Blog | Monday, April 30, 2012

QD: News Every Day--3 studies outline who's adopting EHRs, and how fast


A year after Medicare's incentives for using electronic medical records kicked in, small practices, rural hospitals and systems capable of reporting meaningful use criteria still lag in adoption.

Three studies released online in Health Affairs tell the tale.

In the first study, the authors used data from the annual National Ambulatory Medical Care Survey. Overall, there was a 38 percentage point increase in EHR adoption among office-based physicians, and by 2011 more than half of physicians had EHRs, or three tims as many in a decade. But physicians in solo or duo practices were less likely to have made the change (25.9 percentage point increase in adoption rate versus a 54.6 percentage point increase during the decade for practices with 10 or more physicians).

Primary care physicians increased their adoption by 8.6 percentage points more than non-primary care physicians over the decade. Physicians aged 55 and older increased adoption by 20.4 percentage points less than physicians aged 45 years or younger.

The second study found that since the federal incentive program began, the percentage of hospitals with at least a basic EHR system increased from 15.1% in 2010 to 26.6% in 2011. Also, they found that 18.4% of hospitals had achieved what is a reasonable proxy for meaningful use, a large jump from just 4.1% in 2010.

Although there was a 15 percentage point gap in EHR adoption between small and large hospitals in 2010, that gap had widened to nearly 22 percentage points in 2011.

The third study found that while slightly more than half of physicians intended to apply for meaningful-use incentives, only slightly more than one in 10 have EHRs with at least 10 of the 15 capabilities required to support stage 1 core meaningful-use objectives.

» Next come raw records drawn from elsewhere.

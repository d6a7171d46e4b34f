//! Shared error taxonomy.
//!
//! Sub-crates define their own error enums and convert into/from `McppError`
//! via `From` impls, or wrap it as one variant. Both patterns are acceptable;
//! prefer whichever keeps error sites clean.

use thiserror::Error;

/// The top-level error taxonomy, shared by every `mcpp-*` crate.
#[derive(Debug, Error)]
pub enum McppError {
    #[error("invalid grid: {0}")]
    InvalidGrid(String),

    #[error("seed ({r},{c}) is not a free cell")]
    SeedOutsideFree { r: usize, c: usize },

    #[error("agents at index {first} and {second} share seed ({r},{c})")]
    SeedCollision {
        first: usize,
        second: usize,
        r: usize,
        c: usize,
    },

    #[error("disconnected: {0}")]
    Disconnected(String),

    #[error("balance not reached within {max_iter} iterations")]
    BalanceUnreached { max_iter: usize },

    #[error("unsupported change: {0}")]
    UnsupportedChange(String),

    #[error("agent {0:?} not found")]
    NotFound(String),

    #[error("invalid configuration: {0}")]
    InvalidConfiguration(String),
}

/// Shorthand result type for all `mcpp-*` crates.
pub type McppResult<T> = Result<T, McppError>;
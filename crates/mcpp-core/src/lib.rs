//! `mcpp-core` — grid, label matrix, agent, and configuration primitives for
//! the mCPP coverage planning engine.
//!
//! This crate is a dependency of every other `mcpp-*` crate. It intentionally
//! has no `mcpp-*` dependencies and minimal external ones (only `rand` and
//! `thiserror`, plus optional `serde`).
//!
//! # What lives here
//!
//! | Module     | Contents                                                |
//! |------------|-----------------------------------------------------------|
//! | [`grid`]   | `Grid`, `CellKind`, `neighbors4`/`neighbors8`              |
//! | [`label`]  | `LabelMatrix`: `partition`, `border`, `adj_list`, `is_not_bridge`, `dfs_subtrees`, `strongly_connected` |
//! | [`agent`]  | `Agent`: name, seed cell, cyclic trajectory                |
//! | [`ids`]    | `AgentIndex`                                               |
//! | [`rng`]    | `PlannerRng`, the reference seed `42069`                   |
//! | [`config`] | `EngineConfig` and the planner/handler/MST selection enums |
//! | [`error`]  | `McppError`, `McppResult`                                  |
//!
//! # Feature flags
//!
//! | Flag    | Effect                                                     |
//! |---------|--------------------------------------------------------------|
//! | `serde` | Adds `Serialize`/`Deserialize` to public types. Required by `mcpp-planner`'s persisted-state snapshot. |

pub mod agent;
pub mod config;
pub mod error;
pub mod grid;
pub mod ids;
pub mod label;
pub mod rng;

#[cfg(test)]
mod tests;

// ── Re-exports ────────────────────────────────────────────────────────────────

pub use agent::Agent;
pub use config::{ChangeHandlerKind, EngineConfig, EngineConfigBuilder, InitialPartitioner, MstAlgo, SinglePlannerKind};
pub use error::{McppError, McppResult};
pub use grid::{CellKind, Grid};
pub use ids::AgentIndex;
pub use label::{Cell, LabelMatrix};
pub use rng::{PlannerRng, REFERENCE_SEED};
//! Spanning tree of the mega-grid (§4.6 Step B). Grounded on
//! `original_source/src/planner/cpp/single/stc.py`'s `_mst` for the overall
//! shape (parent-link tree, `(row,col)` dirs fixed order); generalized past
//! that source's homogeneous-mega-cell assumption using the
//! preferred/secondary edge distinction from spec §4.6.

use std::collections::{BTreeMap, BTreeSet};

use mcpp_core::{McppError, McppResult};

use crate::mega::{edge_kind, mega_neighbor, EdgeKind, MegaCell, MegaGrid};

const DIRS4: [(isize, isize); 4] = [(0, 1), (1, 0), (0, -1), (-1, 0)];

/// Undirected mega-cell adjacency, each edge stored both ways.
pub type MegaTree = BTreeMap<MegaCell, BTreeSet<MegaCell>>;

fn add_edge(tree: &mut MegaTree, a: MegaCell, b: MegaCell) {
    tree.entry(a).or_default().insert(b);
    tree.entry(b).or_default().insert(a);
}

struct UnionFind {
    parent: Vec<usize>,
}

impl UnionFind {
    fn new(n: usize) -> Self {
        UnionFind { parent: (0..n).collect() }
    }

    fn find(&mut self, x: usize) -> usize {
        if self.parent[x] != x {
            self.parent[x] = self.find(self.parent[x]);
        }
        self.parent[x]
    }

    fn union(&mut self, a: usize, b: usize) -> bool {
        let (ra, rb) = (self.find(a), self.find(b));
        if ra == rb {
            return false;
        }
        self.parent[ra] = rb;
        true
    }
}

/// Union-Find over FREE mega-cells, unioning preferred edges before
/// secondary ones; errors with `Disconnected` if more than one component
/// of FREE mega-cells remains.
pub fn kruskal(mask: &[bool], full_width: usize, mega: &MegaGrid) -> McppResult<MegaTree> {
    let free_cells: Vec<MegaCell> = mega.cells().filter(|&c| mega.is_free(c)).collect();
    let index: BTreeMap<MegaCell, usize> = free_cells.iter().enumerate().map(|(i, &c)| (c, i)).collect();

    let mut preferred = Vec::new();
    let mut secondary = Vec::new();
    for &a in &free_cells {
        for dir in DIRS4 {
            let Some(b) = mega_neighbor(a, dir, mega) else { continue };
            if !mega.is_free(b) || b < a {
                continue;
            }
            match edge_kind(mask, full_width, a, b) {
                Some(EdgeKind::Preferred) => preferred.push((a, b)),
                Some(EdgeKind::Secondary) => secondary.push((a, b)),
                None => {}
            }
        }
    }

    let mut uf = UnionFind::new(free_cells.len());
    let mut tree = MegaTree::new();
    let mut components = free_cells.len();
    for (a, b) in preferred.into_iter().chain(secondary) {
        if uf.union(index[&a], index[&b]) {
            add_edge(&mut tree, a, b);
            components -= 1;
        }
    }

    if components > 1 {
        return Err(McppError::Disconnected("mega-grid has more than one free component".into()));
    }
    Ok(tree)
}

/// Iterative DFS from `seed_mega`, visiting preferred neighbors before
/// secondary ones; errors with `Disconnected` if any FREE mega-cell is
/// unreachable from the seed.
pub fn dfs(mask: &[bool], full_width: usize, mega: &MegaGrid, seed_mega: MegaCell) -> McppResult<MegaTree> {
    let mut visited: BTreeSet<MegaCell> = BTreeSet::new();
    let mut tree = MegaTree::new();
    let mut stack = vec![seed_mega];
    visited.insert(seed_mega);

    while let Some(node) = stack.pop() {
        let mut preferred = Vec::new();
        let mut secondary = Vec::new();
        for dir in DIRS4 {
            let Some(neighbor) = mega_neighbor(node, dir, mega) else { continue };
            if visited.contains(&neighbor) || !mega.is_free(neighbor) {
                continue;
            }
            match edge_kind(mask, full_width, node, neighbor) {
                Some(EdgeKind::Preferred) => preferred.push(neighbor),
                Some(EdgeKind::Secondary) => secondary.push(neighbor),
                None => {}
            }
        }
        // Push secondary first so a preferred neighbor is popped (and
        // descended into) first, per §4.6's "preferred then secondary".
        for &n in secondary.iter().rev() {
            if visited.insert(n) {
                add_edge(&mut tree, node, n);
                stack.push(n);
            }
        }
        for &n in preferred.iter().rev() {
            if visited.insert(n) {
                add_edge(&mut tree, node, n);
                stack.push(n);
            }
        }
    }

    let free_count = mega.cells().filter(|&c| mega.is_free(c)).count();
    if visited.len() != free_count {
        return Err(McppError::Disconnected("mega-grid has cells unreachable from the seed".into()));
    }
    Ok(tree)
}
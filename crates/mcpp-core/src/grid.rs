//! Occupancy grid and neighborhood primitives.

use crate::error::{McppError, McppResult};

/// A single grid cell's occupancy state.
#[derive(Copy, Clone, PartialEq, Eq, Debug)]
#[cfg_attr(feature = "serde", derive(serde::Serialize, serde::Deserialize))]
pub enum CellKind {
    Free,
    Occupied,
}

impl CellKind {
    #[inline]
    pub fn is_free(self) -> bool {
        matches!(self, CellKind::Free)
    }
}

/// A rectangular, immutable occupancy grid addressed by `(row, col)`.
///
/// Cells are stored flat in row-major order, following the CSR-style dense
/// layout the rest of this codebase prefers over nested `Vec<Vec<_>>`.
#[derive(Clone, Debug)]
pub struct Grid {
    height: usize,
    width: usize,
    cells: Vec<CellKind>,
}

impl Grid {
    /// Build a grid from a row-major `height x width` cell matrix.
    ///
    /// Fails with [`McppError::InvalidGrid`] if the grid has zero area or
    /// contains no FREE cell.
    pub fn new(height: usize, width: usize, cells: Vec<CellKind>) -> McppResult<Self> {
        if height == 0 || width == 0 {
            return Err(McppError::InvalidGrid("grid has zero area".into()));
        }
        if cells.len() != height * width {
            return Err(McppError::InvalidGrid(format!(
                "expected {} cells for {height}x{width} grid, got {}",
                height * width,
                cells.len()
            )));
        }
        if !cells.iter().any(|c| c.is_free()) {
            return Err(McppError::InvalidGrid("grid has no free cell".into()));
        }
        Ok(Grid { height, width, cells })
    }

    /// Build a grid from `0`/non-`0` integers: `0` is FREE, anything else
    /// is OCCUPIED. Mirrors the text/image ingestion convention in use at
    /// the external boundary.
    pub fn from_ints(height: usize, width: usize, values: &[i32]) -> McppResult<Self> {
        let cells = values
            .iter()
            .map(|&v| if v == 0 { CellKind::Free } else { CellKind::Occupied })
            .collect();
        Self::new(height, width, cells)
    }

    #[inline]
    pub fn height(&self) -> usize {
        self.height
    }

    #[inline]
    pub fn width(&self) -> usize {
        self.width
    }

    #[inline]
    pub fn in_bounds(&self, r: isize, c: isize) -> bool {
        r >= 0 && c >= 0 && (r as usize) < self.height && (c as usize) < self.width
    }

    #[inline]
    fn index(&self, r: usize, c: usize) -> usize {
        r * self.width + c
    }

    #[inline]
    pub fn kind(&self, r: usize, c: usize) -> CellKind {
        self.cells[self.index(r, c)]
    }

    #[inline]
    pub fn is_free(&self, r: usize, c: usize) -> bool {
        self.kind(r, c).is_free()
    }

    pub fn free_count(&self) -> usize {
        self.cells.iter().filter(|c| c.is_free()).count()
    }

    /// All free cells, in row-major order.
    pub fn free_cells(&self) -> impl Iterator<Item = (usize, usize)> + '_ {
        (0..self.height)
            .flat_map(move |r| (0..self.width).map(move |c| (r, c)))
            .filter(move |&(r, c)| self.is_free(r, c))
    }

    /// In-bounds 4-neighbors of `(r,c)`, in fixed order `(→, ↓, ←, ↑)`.
    pub fn neighbors4(&self, r: usize, c: usize) -> Vec<(usize, usize)> {
        DIRS4
            .iter()
            .filter_map(|&(dr, dc)| self.offset(r, c, dr, dc))
            .collect()
    }

    /// In-bounds 8-neighbors of `(r,c)`, in fixed row-major-ish order.
    pub fn neighbors8(&self, r: usize, c: usize) -> Vec<(usize, usize)> {
        DIRS8
            .iter()
            .filter_map(|&(dr, dc)| self.offset(r, c, dr, dc))
            .collect()
    }

    #[inline]
    fn offset(&self, r: usize, c: usize, dr: isize, dc: isize) -> Option<(usize, usize)> {
        let nr = r as isize + dr;
        let nc = c as isize + dc;
        if self.in_bounds(nr, nc) {
            Some((nr as usize, nc as usize))
        } else {
            None
        }
    }
}

/// 4-connected directions, fixed order `(→, ↓, ←, ↑)` — the order STC's walk
/// emission iterates them in.
pub const DIRS4: [(isize, isize); 4] = [(0, 1), (1, 0), (0, -1), (-1, 0)];

/// 8-connected directions (4-dirs followed by the four diagonals).
pub const DIRS8: [(isize, isize); 8] = [
    (0, 1),
    (1, 0),
    (0, -1),
    (-1, 0),
    (1, 1),
    (1, -1),
    (-1, -1),
    (-1, 1),
];

/// Free-standing form of [`Grid::neighbors4`] for callers without a `Grid`
/// handy (e.g. operating directly on a `LabelMatrix`).
pub fn neighbors4_bounded(
    r: usize,
    c: usize,
    height: usize,
    width: usize,
) -> impl Iterator<Item = (usize, usize)> {
    DIRS4.into_iter().filter_map(move |(dr, dc)| {
        let nr = r as isize + dr;
        let nc = c as isize + dc;
        if nr >= 0 && nc >= 0 && (nr as usize) < height && (nc as usize) < width {
            Some((nr as usize, nc as usize))
        } else {
            None
        }
    })
}

/// Free-standing form of [`Grid::neighbors8`].
pub fn neighbors8_bounded(
    r: usize,
    c: usize,
    height: usize,
    width: usize,
) -> impl Iterator<Item = (usize, usize)> {
    DIRS8.into_iter().filter_map(move |(dr, dc)| {
        let nr = r as isize + dr;
        let nc = c as isize + dc;
        if nr >= 0 && nc >= 0 && (nr as usize) < height && (nc as usize) < width {
            Some((nr as usize, nc as usize))
        } else {
            None
        }
    })
}
//! Grayscale image grid ingestion and cubic resize (§6), grounded on
//! `original_source/src/core/utils.py::load_map_from_image_file` and
//! `resize_map` (`cv2.resize(..., interpolation=cv2.INTER_CUBIC)`). The
//! nearest Rust-ecosystem cubic filter is `image::imageops::FilterType::
//! CatmullRom` (standard cubic convolution), used in place of OpenCV's
//! bicubic kernel.

use image::imageops::{resize, FilterType};
use image::{GrayImage, Luma};
use mcpp_core::{CellKind, Grid};

use crate::error::PlannerResult;

/// Pixels with value `0` (black) are OCCUPIED; everything else is FREE.
pub fn load_grid(path: impl AsRef<std::path::Path>) -> PlannerResult<Grid> {
    let img = image::open(path)?.to_luma8();
    grid_from_luma(&img)
}

/// Resize to `(target_width, target_height)` via cubic interpolation, then
/// re-threshold `== 0 -> OCCUPIED` exactly as the source does.
pub fn resize_to(grid: &Grid, target_width: u32, target_height: u32) -> PlannerResult<Grid> {
    let resized = resize(&luma_from_grid(grid), target_width, target_height, FilterType::CatmullRom);
    grid_from_luma(&resized)
}

fn luma_from_grid(grid: &Grid) -> GrayImage {
    GrayImage::from_fn(grid.width() as u32, grid.height() as u32, |c, r| {
        Luma([if grid.is_free(r as usize, c as usize) { 255 } else { 0 }])
    })
}

fn grid_from_luma(img: &GrayImage) -> PlannerResult<Grid> {
    let (width, height) = (img.width() as usize, img.height() as usize);
    let cells: Vec<CellKind> = img
        .pixels()
        .map(|p| if p.0[0] == 0 { CellKind::Occupied } else { CellKind::Free })
        .collect();
    Ok(Grid::new(height, width, cells)?)
}
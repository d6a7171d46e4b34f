//! Delimiter-separated text grid ingestion (§6), grounded on
//! `original_source/src/core/utils.py::load_map_from_text_file` /
//! `save_map_to_text_file` (`np.loadtxt`/`np.savetxt`).

use std::fs;
use std::path::Path;

use mcpp_core::Grid;

use crate::error::{PlannerError, PlannerResult};

/// Parse a delimiter-separated integer grid: `0` is FREE, anything else is
/// OCCUPIED. Row count and column count are inferred from the text; a
/// trailing newline (or trailing blank lines) is tolerated.
pub fn parse_grid(text: &str, sep: char) -> PlannerResult<Grid> {
    let rows: Vec<Vec<i32>> = text
        .lines()
        .map(str::trim)
        .filter(|line| !line.is_empty())
        .map(|line| {
            line.split(sep)
                .map(str::trim)
                .map(|field| {
                    field
                        .parse::<i32>()
                        .map_err(|_| PlannerError::MalformedGrid(format!("not an integer: {field:?}")))
                })
                .collect::<PlannerResult<Vec<i32>>>()
        })
        .collect::<PlannerResult<Vec<Vec<i32>>>>()?;

    let height = rows.len();
    if height == 0 {
        return Err(PlannerError::MalformedGrid("empty grid".into()));
    }
    let width = rows[0].len();
    if rows.iter().any(|r| r.len() != width) {
        return Err(PlannerError::MalformedGrid("rows have inconsistent column counts".into()));
    }

    let values: Vec<i32> = rows.into_iter().flatten().collect();
    Ok(Grid::from_ints(height, width, &values)?)
}

/// Render a grid back to the same delimiter-separated integer format.
pub fn format_grid(grid: &Grid, sep: char) -> String {
    let mut out = String::new();
    for r in 0..grid.height() {
        for c in 0..grid.width() {
            if c > 0 {
                out.push(sep);
            }
            out.push(if grid.is_free(r, c) { '0' } else { '1' });
        }
        out.push('\n');
    }
    out
}

pub fn load_grid(path: impl AsRef<Path>, sep: char) -> PlannerResult<Grid> {
    parse_grid(&fs::read_to_string(path)?, sep)
}

pub fn save_grid(path: impl AsRef<Path>, grid: &Grid, sep: char) -> PlannerResult<()> {
    fs::write(path, format_grid(grid, sep))?;
    Ok(())
}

The uncertainty is driving small practices to join larger networks of affiliate with hospitals, not only to take advantage of EHRs but because there's safety in numbers. ONE practice's story is reported here.

Finally, many of the same authors from the studies compiled their reports, along with pretty charts and graphs as well as an Interview by Michael W. Painter, MD, JD, of the Robert Wood Johnson Foundation, with David Blumenthal, MD, MPP, immediate past national coordinator of the Office of the National Coordinator for Health Information Technology, in a report here.

Dr. Blumenthal's point of contention: "The first thing such a doctor needs to realize is that he is never going to get help like that available now from the federal government again. That bank is exhausted. The almost $30 billion projected to be spent, assuming that people take advantage of the incentives, amounts to $100 for every man, woman and child in the United States. That is an extraordinary investment by this country in helping doctors adopt a new technology. There is probably not another thing that those doctors will ever do in their lives where everyone walking on the streets in the United States will be paying $100 to help them. If they want to pass that up, that is their right. I don't think it is a very wise decision."